As I understand it, the fabric roof is supplied as a complete unit by a third party.
(Webasto?)
The fabric roof was discontinued before the 'Facelift model', and even if the exterior hole is the same size, that doesn't mean they have the same muntings on the inside. Why would they be?

One reason for discontinuing the fabric roof is that it's difficult to get a proper seal sometimes. (Dirt gathers in the tracks so that it can't move all the way forward... )
Another reason is that it's more prone to failure (mechical and fabric damage)

To even begin to remove the ld fabric roof you first need to remove the headliner completely.
That means removing the visors, the overhead shelf, any and all handles, pilllar covers.
Then there's the switches and overhead cabin light.

But if you against all common sense decide to remove the fabric roof, then I'd be happy to buy the gears and parts next to the motor as there's something buggered with the kit in mine...

Please note that if there's different brackets underneath that has been welded into place that it would be a really bad idea to transfer them. Welding a roof is generally 'not OK' as it's part of the the safety cage of the car.
My organisation have cars with 'light bars' with rotating orange lights on the ends on the roof. And now that we're about to sell some of our first Toyota Prius cars, we've found that the bolt holes can't be welded. The entire roof must be replaced at a cost of about £8000... for each car...
There's not a single bodyworks shop in Norway that Toyota will give permission to for plugging the holes.
Reply
#3
(25-03-2015, 05:36 PM)Gadgetman Wrote:  If you read the 'disconnect battery first' manual(Haynes workshop manual), you'll find that the roof is mentioned in the exterior chapter as 'don't try this at home'(actually, they state it's a complicated disassembly, beyond the scope of the manual) and for good reason.

As I understand it, the fabric roof is supplied as a complete unit by a third party.
(Webasto?)
The fabric roof was discontinued before the 'Facelift model', and even if the exterior hole is the same size, that doesn't mean they have the same muntings on the inside. Why would they be?

One reason for discontinuing the fabric roof is that it's difficult to get a proper seal sometimes. (Dirt gathers in the tracks so that it can't move all the way forward... )
Another reason is that it's more prone to failure (mechical and fabric damage)

To even begin to remove the ld fabric roof you first need to remove the headliner completely.
That means removing the visors, the overhead shelf, any and all handles, pilllar covers.
Then there's the switches and overhead cabin light.
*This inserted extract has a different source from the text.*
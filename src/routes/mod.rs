mod collection;
mod health_check;

pub use collection::*;
pub use health_check::*;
But if you against all common sense decide to remove the fabric roof, then I'd be happy to buy the gears and parts next to the motor as there's something buggered with the kit in mine...
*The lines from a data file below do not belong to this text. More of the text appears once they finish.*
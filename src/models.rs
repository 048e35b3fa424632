use diesel::prelude::{AsChangeset, Insertable, Queryable, Selectable};
use serde::de::DeserializeOwned;
use serde::Deserialize;
use serde::Serialize;

use crate::schema::{clientes, funcionarios, itens_peca, itens_servico, ordens_de_servico, pecas, servicos, veiculos};

/// A record type exposed as a REST collection. Field names follow the
/// table columns, which are also the JSON field names on the wire.
pub trait Collection: Serialize + DeserializeOwned + Clone + Send + 'static {
    /// Every field except the generated key. Used for both create and
    /// full-replacement update.
    type Payload: Serialize + DeserializeOwned + Clone + Send + 'static;

    /// Path segment, e.g. `clientes` for `/clientes/{id}`.
    const PATH: &'static str;
    /// Singular display name, e.g. `Cliente`.
    const NAME: &'static str;
    /// Error body of a 404 on this collection.
    const NOT_FOUND: &'static str;
    /// Message returned after a successful delete.
    const REMOVED: &'static str;

    fn id(&self) -> i32;
    fn payload(&self) -> Self::Payload;
}

#[derive(Queryable, Selectable, Serialize, Deserialize, Debug, Clone, PartialEq)]
#[diesel(table_name = clientes)]
#[diesel(check_for_backend(diesel::sqlite::Sqlite))]
pub struct Customer{
    pub id_cliente: i32,
    pub nome: String,
    pub telefone: Option<String>,
    pub email: Option<String>,
    pub endereco: Option<String>
}

#[derive(Insertable, AsChangeset, Serialize, Deserialize, Debug, Clone, PartialEq)]
#[diesel(table_name = clientes, treat_none_as_null = true)]
pub struct CustomerPayload{
    pub nome: String,
    pub telefone: Option<String>,
    pub email: Option<String>,
    pub endereco: Option<String>
}

impl Collection for Customer {
    type Payload = CustomerPayload;
    const PATH: &'static str = "clientes";
    const NAME: &'static str = "Cliente";
    const NOT_FOUND: &'static str = "Cliente não encontrado";
    const REMOVED: &'static str = "Cliente removido com sucesso";

    fn id(&self) -> i32 {
        self.id_cliente
    }

    fn payload(&self) -> CustomerPayload {
        CustomerPayload{
            nome: self.nome.clone(),
            telefone: self.telefone.clone(),
            email: self.email.clone(),
            endereco: self.endereco.clone()
        }
    }
}

#[derive(Queryable, Selectable, Serialize, Deserialize, Debug, Clone, PartialEq)]
#[diesel(table_name = funcionarios)]
#[diesel(check_for_backend(diesel::sqlite::Sqlite))]
pub struct Employee{
    pub id_funcionario: i32,
    pub nome: String,
    pub cargo: Option<String>,
    pub telefone: Option<String>,
    pub data_admissao: Option<String>
}

#[derive(Insertable, AsChangeset, Serialize, Deserialize, Debug, Clone, PartialEq)]
#[diesel(table_name = funcionarios, treat_none_as_null = true)]
pub struct EmployeePayload{
    pub nome: String,
    pub cargo: Option<String>,
    pub telefone: Option<String>,
    pub data_admissao: Option<String>
}

impl Collection for Employee {
    type Payload = EmployeePayload;
    const PATH: &'static str = "funcionarios";
    const NAME: &'static str = "Funcionário";
    const NOT_FOUND: &'static str = "Funcionário não encontrado";
    const REMOVED: &'static str = "Funcionário removido com sucesso";

    fn id(&self) -> i32 {
        self.id_funcionario
    }

    fn payload(&self) -> EmployeePayload {
        EmployeePayload{
            nome: self.nome.clone(),
            cargo: self.cargo.clone(),
            telefone: self.telefone.clone(),
            data_admissao: self.data_admissao.clone()
        }
    }
}

#[derive(Queryable, Selectable, Serialize, Deserialize, Debug, Clone, PartialEq)]
#[diesel(table_name = veiculos)]
#[diesel(check_for_backend(diesel::sqlite::Sqlite))]
pub struct Vehicle{
    pub id_veiculo: i32,
    pub id_cliente: i32,
    pub marca: Option<String>,
    pub modelo: Option<String>,
    pub ano: Option<i32>,
    pub placa: Option<String>
}

#[derive(Insertable, AsChangeset, Serialize, Deserialize, Debug, Clone, PartialEq)]
#[diesel(table_name = veiculos, treat_none_as_null = true)]
pub struct VehiclePayload{
    pub id_cliente: i32,
    pub marca: Option<String>,
    pub modelo: Option<String>,
    pub ano: Option<i32>,
    pub placa: Option<String>
}

impl Collection for Vehicle {
    type Payload = VehiclePayload;
    const PATH: &'static str = "veiculos";
    const NAME: &'static str = "Veículo";
    const NOT_FOUND: &'static str = "Veículo não encontrado";
    const REMOVED: &'static str = "Veículo removido com sucesso";

    fn id(&self) -> i32 {
        self.id_veiculo
    }

    fn payload(&self) -> VehiclePayload {
        VehiclePayload{
            id_cliente: self.id_cliente,
            marca: self.marca.clone(),
            modelo: self.modelo.clone(),
            ano: self.ano,
            placa: self.placa.clone()
        }
    }
}

#[derive(Queryable, Selectable, Serialize, Deserialize, Debug, Clone, PartialEq)]
#[diesel(table_name = pecas)]
#[diesel(check_for_backend(diesel::sqlite::Sqlite))]
pub struct Part{
    pub id_peca: i32,
    pub nome: String,
    pub descricao: Option<String>,
    pub preco_unitario: f64,
    pub quantidade_estoque: i32
}

#[derive(Insertable, AsChangeset, Serialize, Deserialize, Debug, Clone, PartialEq)]
#[diesel(table_name = pecas, treat_none_as_null = true)]
pub struct PartPayload{
    pub nome: String,
    pub descricao: Option<String>,
    pub preco_unitario: f64,
    pub quantidade_estoque: i32
}

impl Collection for Part {
    type Payload = PartPayload;
    const PATH: &'static str = "pecas";
    const NAME: &'static str = "Peça";
    const NOT_FOUND: &'static str = "Peça não encontrada";
    const REMOVED: &'static str = "Peça removida com sucesso";

    fn id(&self) -> i32 {
        self.id_peca
    }

    fn payload(&self) -> PartPayload {
        PartPayload{
            nome: self.nome.clone(),
            descricao: self.descricao.clone(),
            preco_unitario: self.preco_unitario,
            quantidade_estoque: self.quantidade_estoque
        }
    }
}

#[derive(Queryable, Selectable, Serialize, Deserialize, Debug, Clone, PartialEq)]
#[diesel(table_name = servicos)]
#[diesel(check_for_backend(diesel::sqlite::Sqlite))]
pub struct Service{
    pub id_servico: i32,
    pub descricao: String,
    pub preco: f64
}

#[derive(Insertable, AsChangeset, Serialize, Deserialize, Debug, Clone, PartialEq)]
#[diesel(table_name = servicos)]
pub struct ServicePayload{
    pub descricao: String,
    pub preco: f64
}

impl Collection for Service {
    type Payload = ServicePayload;
    const PATH: &'static str = "servicos";
    const NAME: &'static str = "Serviço";
    const NOT_FOUND: &'static str = "Serviço não encontrado";
    const REMOVED: &'static str = "Serviço removido com sucesso";

    fn id(&self) -> i32 {
        self.id_servico
    }

    fn payload(&self) -> ServicePayload {
        ServicePayload{
            descricao: self.descricao.clone(),
            preco: self.preco
        }
    }
}

/// Dates are kept as the text the client sent (normally `YYYY-MM-DD`).
/// An open order may carry an empty `data_conclusao`.
#[derive(Queryable, Selectable, Serialize, Deserialize, Debug, Clone, PartialEq)]
#[diesel(table_name = ordens_de_servico)]
#[diesel(check_for_backend(diesel::sqlite::Sqlite))]
pub struct WorkOrder{
    pub id_ordem: i32,
    pub id_veiculo: i32,
    pub id_funcionario: i32,
    pub data_abertura: String,
    pub data_conclusao: Option<String>,
    pub observacoes: Option<String>
}

#[derive(Insertable, AsChangeset, Serialize, Deserialize, Debug, Clone, PartialEq)]
#[diesel(table_name = ordens_de_servico, treat_none_as_null = true)]
pub struct WorkOrderPayload{
    pub id_veiculo: i32,
    pub id_funcionario: i32,
    pub data_abertura: String,
    pub data_conclusao: Option<String>,
    pub observacoes: Option<String>
}

impl Collection for WorkOrder {
    type Payload = WorkOrderPayload;
    const PATH: &'static str = "ordens_de_servico";
    const NAME: &'static str = "Ordem de serviço";
    const NOT_FOUND: &'static str = "Ordem de serviço não encontrada";
    const REMOVED: &'static str = "Ordem de serviço removida com sucesso";

    fn id(&self) -> i32 {
        self.id_ordem
    }

    fn payload(&self) -> WorkOrderPayload {
        WorkOrderPayload{
            id_veiculo: self.id_veiculo,
            id_funcionario: self.id_funcionario,
            data_abertura: self.data_abertura.clone(),
            data_conclusao: self.data_conclusao.clone(),
            observacoes: self.observacoes.clone()
        }
    }
}

#[derive(Queryable, Selectable, Serialize, Deserialize, Debug, Clone, PartialEq)]
#[diesel(table_name = itens_peca)]
#[diesel(check_for_backend(diesel::sqlite::Sqlite))]
pub struct PartLineItem{
    pub id_item: i32,
    pub id_ordem: i32,
    pub id_peca: i32,
    pub quantidade: i32,
    pub preco_unitario: Option<f64>
}

#[derive(Insertable, AsChangeset, Serialize, Deserialize, Debug, Clone, PartialEq)]
#[diesel(table_name = itens_peca, treat_none_as_null = true)]
pub struct PartLineItemPayload{
    pub id_ordem: i32,
    pub id_peca: i32,
    pub quantidade: i32,
    pub preco_unitario: Option<f64>
}

impl Collection for PartLineItem {
    type Payload = PartLineItemPayload;
    const PATH: &'static str = "itens_peca";
    const NAME: &'static str = "Item de peça";
    const NOT_FOUND: &'static str = "Item de peça não encontrado";
    const REMOVED: &'static str = "Item de peça removido com sucesso";

    fn id(&self) -> i32 {
        self.id_item
    }

    fn payload(&self) -> PartLineItemPayload {
        PartLineItemPayload{
            id_ordem: self.id_ordem,
            id_peca: self.id_peca,
            quantidade: self.quantidade,
            preco_unitario: self.preco_unitario
        }
    }
}

#[derive(Queryable, Selectable, Serialize, Deserialize, Debug, Clone, PartialEq)]
#[diesel(table_name = itens_servico)]
#[diesel(check_for_backend(diesel::sqlite::Sqlite))]
pub struct ServiceLineItem{
    pub id_item: i32,
    pub id_ordem: i32,
    pub id_servico: i32,
    pub quantidade: Option<i32>,
    pub preco_unitario: Option<f64>
}

// On insert a missing quantidade falls back to the column default (1).
// On update it is written as NULL like every other omitted field.
#[derive(Insertable, AsChangeset, Serialize, Deserialize, Debug, Clone, PartialEq)]
#[diesel(table_name = itens_servico, treat_none_as_null = true)]
pub struct ServiceLineItemPayload{
    pub id_ordem: i32,
    pub id_servico: i32,
    pub quantidade: Option<i32>,
    pub preco_unitario: Option<f64>
}

impl Collection for ServiceLineItem {
    type Payload = ServiceLineItemPayload;
    const PATH: &'static str = "itens_servico";
    const NAME: &'static str = "Item de serviço";
    const NOT_FOUND: &'static str = "Item de serviço não encontrado";
    const REMOVED: &'static str = "Item de serviço removido com sucesso";

    fn id(&self) -> i32 {
        self.id_item
    }

    fn payload(&self) -> ServiceLineItemPayload {
        ServiceLineItemPayload{
            id_ordem: self.id_ordem,
            id_servico: self.id_servico,
            quantidade: self.quantidade,
            preco_unitario: self.preco_unitario
        }
    }
}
Please note that if there's different brackets underneath that has been welded into place that it would be a really bad idea to transfer them. Welding a roof is generally 'not OK' as it's part of the the safety cage of the car.
My organisation have cars with 'light bars' with rotating orange lights on the ends on the roof. And now that we're about to sell some of our first Toyota Prius cars, we've found that the bolt holes can't be welded. The entire roof must be replaced at a cost of about £8000... for each car...
There's not a single bodyworks shop in Norway that Toyota will give permission to for plugging the holes.
Reply
#4
(28-03-2015, 12:22 PM)Mushkin Wrote:  
(25-03-2015, 05:36 PM)Gadgetman Wrote:  If you read the 'disconnect battery first' manual(Haynes workshop manual), you'll find that the roof is mentioned in the exterior chapter as 'don't try this at home'(actually, they state it's a complicated disassembly, beyond the scope of the manual) and for good reason.

As I understand it, the fabric roof is supplied as a complete unit by a third party.
(Webasto?)
The fabric roof was discontinued before the 'Facelift model', and even if the exterior hole is the same size, that doesn't mean they have the same muntings on the inside. Why would they be?

One reason for discontinuing the fabric roof is that it's difficult to get a proper seal sometimes. (Dirt gathers in the tracks so that it can't move all the way forward... )
Another reason is that it's more prone to failure (mechical and fabric damage)

To even begin to remove the ld fabric roof you first need to remove the headliner completely.
That means removing the visors, the overhead shelf, any and all handles, pilllar covers.
Then there's the switches and overhead cabin light.

But if you against all common sense decide to remove the fabric roof, then I'd be happy to buy the gears and parts next to the motor as there's something buggered with the kit in mine...

Please note that if there's different brackets underneath that has been welded into place that it would be a really bad idea to transfer them. Welding a roof is generally 'not OK' as it's part of the the safety cage of the car.
My organisation have cars with 'light bars' with rotating orange lights on the ends on the roof. And now that we're about to sell some of our first Toyota Prius cars, we've found that the bolt holes can't be welded. The entire roof must be replaced at a cost of about £8000... for each car...
There's not a single bodyworks shop in Norway that Toyota will give permission to for plugging the holes.

Hi

I am not on the internet at home and rely on my local library - hence I had not replied sooner. The library shuts at 1.00 today so I do not have enough time to fully respond.

Thanks for your reply - I will answer fully by Tuesday eve.